ABOUT THIS EXERCISE: Below are records; reproduce exactly the lines from the one that has "impl<R> FrameStages for ViewerStages<'_, R>" through the one that has "self.controller.handle_input(event);", ends included, and nothing more.

Dataset excerpts:

==========

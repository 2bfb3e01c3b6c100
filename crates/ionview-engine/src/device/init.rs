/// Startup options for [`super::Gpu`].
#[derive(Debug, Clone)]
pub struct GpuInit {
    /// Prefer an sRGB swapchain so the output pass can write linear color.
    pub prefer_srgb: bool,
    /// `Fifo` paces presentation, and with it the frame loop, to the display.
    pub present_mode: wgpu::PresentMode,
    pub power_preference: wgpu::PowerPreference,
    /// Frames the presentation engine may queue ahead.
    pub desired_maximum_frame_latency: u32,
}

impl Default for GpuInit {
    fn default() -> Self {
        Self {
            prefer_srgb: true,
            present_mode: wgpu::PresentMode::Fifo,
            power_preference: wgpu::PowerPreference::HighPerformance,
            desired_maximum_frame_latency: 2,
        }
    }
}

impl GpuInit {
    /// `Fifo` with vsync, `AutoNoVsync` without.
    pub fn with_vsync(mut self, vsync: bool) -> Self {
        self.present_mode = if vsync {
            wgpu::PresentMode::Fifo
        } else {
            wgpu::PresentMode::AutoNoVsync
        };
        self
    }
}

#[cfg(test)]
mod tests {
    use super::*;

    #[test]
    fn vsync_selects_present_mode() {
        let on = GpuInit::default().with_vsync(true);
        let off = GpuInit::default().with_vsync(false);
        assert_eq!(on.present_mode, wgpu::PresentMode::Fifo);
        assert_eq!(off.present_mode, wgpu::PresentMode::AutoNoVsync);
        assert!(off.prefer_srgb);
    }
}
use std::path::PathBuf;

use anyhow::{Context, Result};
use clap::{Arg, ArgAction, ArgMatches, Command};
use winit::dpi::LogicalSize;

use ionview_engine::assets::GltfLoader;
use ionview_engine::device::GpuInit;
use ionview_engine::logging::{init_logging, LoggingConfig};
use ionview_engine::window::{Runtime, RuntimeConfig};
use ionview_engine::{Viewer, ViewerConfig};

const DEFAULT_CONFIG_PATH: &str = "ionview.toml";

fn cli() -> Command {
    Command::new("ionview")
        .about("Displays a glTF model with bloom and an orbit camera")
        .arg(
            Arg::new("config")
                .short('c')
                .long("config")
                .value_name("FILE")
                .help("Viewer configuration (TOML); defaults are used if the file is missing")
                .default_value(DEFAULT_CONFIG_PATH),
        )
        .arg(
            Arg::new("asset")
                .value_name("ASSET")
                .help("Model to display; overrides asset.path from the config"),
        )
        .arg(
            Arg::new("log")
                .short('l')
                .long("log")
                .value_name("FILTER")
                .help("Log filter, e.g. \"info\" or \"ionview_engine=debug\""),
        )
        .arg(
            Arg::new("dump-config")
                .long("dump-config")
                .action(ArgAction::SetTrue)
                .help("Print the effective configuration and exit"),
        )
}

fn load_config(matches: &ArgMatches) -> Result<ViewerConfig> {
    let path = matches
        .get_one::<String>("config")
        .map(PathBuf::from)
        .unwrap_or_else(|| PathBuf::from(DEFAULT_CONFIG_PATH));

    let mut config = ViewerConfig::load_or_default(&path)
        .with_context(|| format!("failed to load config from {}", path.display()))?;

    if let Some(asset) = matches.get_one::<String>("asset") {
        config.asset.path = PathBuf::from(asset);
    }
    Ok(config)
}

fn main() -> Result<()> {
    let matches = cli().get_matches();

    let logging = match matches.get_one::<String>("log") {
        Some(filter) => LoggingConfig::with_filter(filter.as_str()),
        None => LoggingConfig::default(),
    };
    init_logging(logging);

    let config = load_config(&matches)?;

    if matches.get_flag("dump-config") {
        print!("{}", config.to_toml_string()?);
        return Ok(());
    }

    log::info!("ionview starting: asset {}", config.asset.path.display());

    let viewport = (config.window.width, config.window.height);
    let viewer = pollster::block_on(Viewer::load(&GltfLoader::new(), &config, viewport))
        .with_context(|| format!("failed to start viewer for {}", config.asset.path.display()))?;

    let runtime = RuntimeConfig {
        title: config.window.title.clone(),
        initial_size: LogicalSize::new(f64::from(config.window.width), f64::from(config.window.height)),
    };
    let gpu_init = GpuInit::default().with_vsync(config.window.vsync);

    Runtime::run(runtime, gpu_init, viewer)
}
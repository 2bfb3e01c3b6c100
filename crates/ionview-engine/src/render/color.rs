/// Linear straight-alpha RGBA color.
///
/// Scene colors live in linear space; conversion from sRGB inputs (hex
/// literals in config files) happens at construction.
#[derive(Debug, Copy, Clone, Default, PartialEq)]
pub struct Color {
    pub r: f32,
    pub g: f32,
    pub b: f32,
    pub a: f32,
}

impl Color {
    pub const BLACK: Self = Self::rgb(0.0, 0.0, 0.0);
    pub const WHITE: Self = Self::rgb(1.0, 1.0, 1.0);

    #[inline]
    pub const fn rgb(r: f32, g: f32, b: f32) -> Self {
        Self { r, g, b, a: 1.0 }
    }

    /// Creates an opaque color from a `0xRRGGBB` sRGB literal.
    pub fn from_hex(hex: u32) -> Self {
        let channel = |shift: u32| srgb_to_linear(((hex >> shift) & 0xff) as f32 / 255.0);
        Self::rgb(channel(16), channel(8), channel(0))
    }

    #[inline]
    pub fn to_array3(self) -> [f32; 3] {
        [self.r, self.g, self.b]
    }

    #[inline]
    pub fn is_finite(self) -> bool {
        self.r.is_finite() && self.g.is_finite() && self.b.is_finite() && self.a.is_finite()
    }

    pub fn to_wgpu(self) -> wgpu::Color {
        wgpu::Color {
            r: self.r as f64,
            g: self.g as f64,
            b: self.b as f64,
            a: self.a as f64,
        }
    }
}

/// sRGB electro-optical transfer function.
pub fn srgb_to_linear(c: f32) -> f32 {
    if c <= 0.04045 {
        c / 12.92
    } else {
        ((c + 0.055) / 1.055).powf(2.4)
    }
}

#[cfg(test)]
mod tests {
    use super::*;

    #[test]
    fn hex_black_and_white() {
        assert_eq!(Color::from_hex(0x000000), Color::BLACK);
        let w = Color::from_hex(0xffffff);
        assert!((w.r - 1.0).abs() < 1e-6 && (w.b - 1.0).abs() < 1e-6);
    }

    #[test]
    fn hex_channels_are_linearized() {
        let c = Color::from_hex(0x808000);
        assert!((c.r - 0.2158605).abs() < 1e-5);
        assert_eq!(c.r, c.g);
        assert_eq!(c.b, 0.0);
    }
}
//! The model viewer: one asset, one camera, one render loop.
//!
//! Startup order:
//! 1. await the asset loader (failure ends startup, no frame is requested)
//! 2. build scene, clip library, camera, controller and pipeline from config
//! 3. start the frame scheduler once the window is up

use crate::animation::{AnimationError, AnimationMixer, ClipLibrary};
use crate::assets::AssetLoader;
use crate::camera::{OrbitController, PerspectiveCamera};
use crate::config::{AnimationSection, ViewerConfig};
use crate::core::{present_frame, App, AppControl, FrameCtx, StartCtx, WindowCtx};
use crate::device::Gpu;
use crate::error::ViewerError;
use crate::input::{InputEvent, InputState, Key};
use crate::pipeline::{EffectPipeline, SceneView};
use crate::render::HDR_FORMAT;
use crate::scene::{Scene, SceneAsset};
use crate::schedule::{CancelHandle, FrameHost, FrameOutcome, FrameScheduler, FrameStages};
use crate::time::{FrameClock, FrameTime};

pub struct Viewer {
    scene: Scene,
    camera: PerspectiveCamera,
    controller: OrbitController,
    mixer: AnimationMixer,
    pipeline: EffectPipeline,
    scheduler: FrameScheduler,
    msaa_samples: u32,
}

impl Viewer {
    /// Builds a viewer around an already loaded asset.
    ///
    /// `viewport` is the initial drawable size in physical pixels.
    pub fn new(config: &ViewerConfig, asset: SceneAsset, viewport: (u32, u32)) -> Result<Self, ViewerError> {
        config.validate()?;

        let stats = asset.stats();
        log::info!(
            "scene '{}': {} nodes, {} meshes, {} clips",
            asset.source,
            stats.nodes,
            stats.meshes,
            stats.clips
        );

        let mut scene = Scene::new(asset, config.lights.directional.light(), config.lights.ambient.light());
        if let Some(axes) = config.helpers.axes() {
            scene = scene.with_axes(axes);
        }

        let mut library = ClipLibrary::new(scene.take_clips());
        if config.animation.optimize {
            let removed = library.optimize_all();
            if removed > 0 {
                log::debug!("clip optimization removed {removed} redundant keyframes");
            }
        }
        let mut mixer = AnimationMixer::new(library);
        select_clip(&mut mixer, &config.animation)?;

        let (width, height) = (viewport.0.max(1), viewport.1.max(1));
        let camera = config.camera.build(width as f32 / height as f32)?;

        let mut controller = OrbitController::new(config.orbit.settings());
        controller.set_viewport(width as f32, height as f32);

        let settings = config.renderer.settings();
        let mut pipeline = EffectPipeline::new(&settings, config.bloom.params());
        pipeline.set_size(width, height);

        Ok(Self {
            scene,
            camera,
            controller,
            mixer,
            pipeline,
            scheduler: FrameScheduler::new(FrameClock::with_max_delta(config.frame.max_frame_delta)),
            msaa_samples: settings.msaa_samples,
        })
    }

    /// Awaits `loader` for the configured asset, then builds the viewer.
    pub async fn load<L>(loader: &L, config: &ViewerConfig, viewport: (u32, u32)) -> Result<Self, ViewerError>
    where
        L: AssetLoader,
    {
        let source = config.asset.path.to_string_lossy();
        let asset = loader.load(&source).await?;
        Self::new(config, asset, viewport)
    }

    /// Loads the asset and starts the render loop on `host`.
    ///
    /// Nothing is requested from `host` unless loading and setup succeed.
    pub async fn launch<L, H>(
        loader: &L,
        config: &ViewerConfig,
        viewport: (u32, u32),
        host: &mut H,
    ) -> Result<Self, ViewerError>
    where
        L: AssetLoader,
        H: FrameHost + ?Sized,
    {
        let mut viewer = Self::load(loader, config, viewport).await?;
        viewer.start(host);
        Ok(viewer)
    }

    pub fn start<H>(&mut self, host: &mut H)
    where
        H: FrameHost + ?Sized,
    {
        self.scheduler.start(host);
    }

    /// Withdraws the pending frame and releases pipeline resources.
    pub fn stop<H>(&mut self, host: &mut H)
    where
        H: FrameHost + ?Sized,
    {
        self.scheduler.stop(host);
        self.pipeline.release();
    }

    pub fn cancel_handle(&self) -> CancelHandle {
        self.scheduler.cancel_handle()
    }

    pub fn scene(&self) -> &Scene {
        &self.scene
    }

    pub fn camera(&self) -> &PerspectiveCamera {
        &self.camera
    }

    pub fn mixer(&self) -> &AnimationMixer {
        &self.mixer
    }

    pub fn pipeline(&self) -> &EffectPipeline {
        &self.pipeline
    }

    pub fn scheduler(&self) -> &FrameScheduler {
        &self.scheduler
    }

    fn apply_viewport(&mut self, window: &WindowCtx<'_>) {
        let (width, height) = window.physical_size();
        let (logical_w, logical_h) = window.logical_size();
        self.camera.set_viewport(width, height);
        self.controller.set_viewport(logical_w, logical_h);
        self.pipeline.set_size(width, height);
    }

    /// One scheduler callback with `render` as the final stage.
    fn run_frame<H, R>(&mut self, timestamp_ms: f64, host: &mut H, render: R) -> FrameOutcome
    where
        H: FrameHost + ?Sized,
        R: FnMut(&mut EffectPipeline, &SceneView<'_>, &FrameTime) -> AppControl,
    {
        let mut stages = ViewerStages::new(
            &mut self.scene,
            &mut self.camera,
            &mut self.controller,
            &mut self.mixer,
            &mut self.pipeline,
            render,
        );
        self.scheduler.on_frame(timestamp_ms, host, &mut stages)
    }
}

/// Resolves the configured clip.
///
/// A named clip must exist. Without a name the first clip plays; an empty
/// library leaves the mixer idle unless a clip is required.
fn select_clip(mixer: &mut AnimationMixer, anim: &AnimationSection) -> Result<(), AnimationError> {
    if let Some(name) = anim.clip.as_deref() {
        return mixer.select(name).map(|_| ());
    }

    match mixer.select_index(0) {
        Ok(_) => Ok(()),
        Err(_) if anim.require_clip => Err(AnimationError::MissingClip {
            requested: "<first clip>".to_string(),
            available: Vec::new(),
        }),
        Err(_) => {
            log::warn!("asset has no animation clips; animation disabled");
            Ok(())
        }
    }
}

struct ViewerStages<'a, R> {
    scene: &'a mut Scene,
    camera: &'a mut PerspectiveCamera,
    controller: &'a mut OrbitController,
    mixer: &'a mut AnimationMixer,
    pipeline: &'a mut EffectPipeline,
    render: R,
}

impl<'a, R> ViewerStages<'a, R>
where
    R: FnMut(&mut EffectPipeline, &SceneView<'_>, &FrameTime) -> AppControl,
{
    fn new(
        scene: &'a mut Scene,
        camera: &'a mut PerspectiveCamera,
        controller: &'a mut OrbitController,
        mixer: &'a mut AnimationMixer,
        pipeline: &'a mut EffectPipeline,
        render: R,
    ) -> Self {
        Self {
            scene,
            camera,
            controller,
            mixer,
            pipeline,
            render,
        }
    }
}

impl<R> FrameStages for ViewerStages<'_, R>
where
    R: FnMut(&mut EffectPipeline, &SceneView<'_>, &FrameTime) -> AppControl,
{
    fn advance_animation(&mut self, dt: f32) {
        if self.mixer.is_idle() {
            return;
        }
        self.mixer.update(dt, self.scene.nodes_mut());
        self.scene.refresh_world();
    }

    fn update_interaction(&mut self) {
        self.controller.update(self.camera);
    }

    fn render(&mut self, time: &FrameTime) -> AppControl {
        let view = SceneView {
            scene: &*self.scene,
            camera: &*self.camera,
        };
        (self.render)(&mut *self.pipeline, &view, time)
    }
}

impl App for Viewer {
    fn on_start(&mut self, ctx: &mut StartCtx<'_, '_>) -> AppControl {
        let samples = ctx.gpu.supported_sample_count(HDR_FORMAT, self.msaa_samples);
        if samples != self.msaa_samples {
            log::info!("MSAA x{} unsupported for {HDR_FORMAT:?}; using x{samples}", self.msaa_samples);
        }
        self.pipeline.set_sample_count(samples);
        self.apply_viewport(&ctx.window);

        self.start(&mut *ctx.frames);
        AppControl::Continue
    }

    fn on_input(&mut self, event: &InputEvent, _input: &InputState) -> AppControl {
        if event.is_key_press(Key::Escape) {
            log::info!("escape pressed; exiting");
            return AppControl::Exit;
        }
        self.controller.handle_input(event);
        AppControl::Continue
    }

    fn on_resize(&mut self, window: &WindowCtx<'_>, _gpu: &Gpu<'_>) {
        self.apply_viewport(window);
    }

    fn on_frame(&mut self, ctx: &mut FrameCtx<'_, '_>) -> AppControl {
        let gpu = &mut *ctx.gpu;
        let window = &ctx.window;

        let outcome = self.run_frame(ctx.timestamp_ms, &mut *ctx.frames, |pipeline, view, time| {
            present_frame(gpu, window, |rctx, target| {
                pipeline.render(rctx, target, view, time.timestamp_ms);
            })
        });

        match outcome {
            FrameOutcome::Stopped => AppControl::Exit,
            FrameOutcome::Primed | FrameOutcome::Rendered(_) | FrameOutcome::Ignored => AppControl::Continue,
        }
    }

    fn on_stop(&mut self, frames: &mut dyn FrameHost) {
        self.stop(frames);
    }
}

==========

ANSWER SECTION:
impl<R> FrameStages for ViewerStages<'_, R>
where
    R: FnMut(&mut EffectPipeline, &SceneView<'_>, &FrameTime) -> AppControl,
{
    fn advance_animation(&mut self, dt: f32) {
        if self.mixer.is_idle() {
            return;
        }
        self.mixer.update(dt, self.scene.nodes_mut());
        self.scene.refresh_world();
    }

    fn update_interaction(&mut self) {
        self.controller.update(self.camera);
    }

    fn render(&mut self, time: &FrameTime) -> AppControl {
        let view = SceneView {
            scene: &*self.scene,
            camera: &*self.camera,
        };
        (self.render)(&mut *self.pipeline, &view, time)
    }
}

impl App for Viewer {
    fn on_start(&mut self, ctx: &mut StartCtx<'_, '_>) -> AppControl {
        let samples = ctx.gpu.supported_sample_count(HDR_FORMAT, self.msaa_samples);
        if samples != self.msaa_samples {
            log::info!("MSAA x{} unsupported for {HDR_FORMAT:?}; using x{samples}", self.msaa_samples);
        }
        self.pipeline.set_sample_count(samples);
        self.apply_viewport(&ctx.window);

        self.start(&mut *ctx.frames);
        AppControl::Continue
    }

    fn on_input(&mut self, event: &InputEvent, _input: &InputState) -> AppControl {
        if event.is_key_press(Key::Escape) {
            log::info!("escape pressed; exiting");
            return AppControl::Exit;
        }
        self.controller.handle_input(event);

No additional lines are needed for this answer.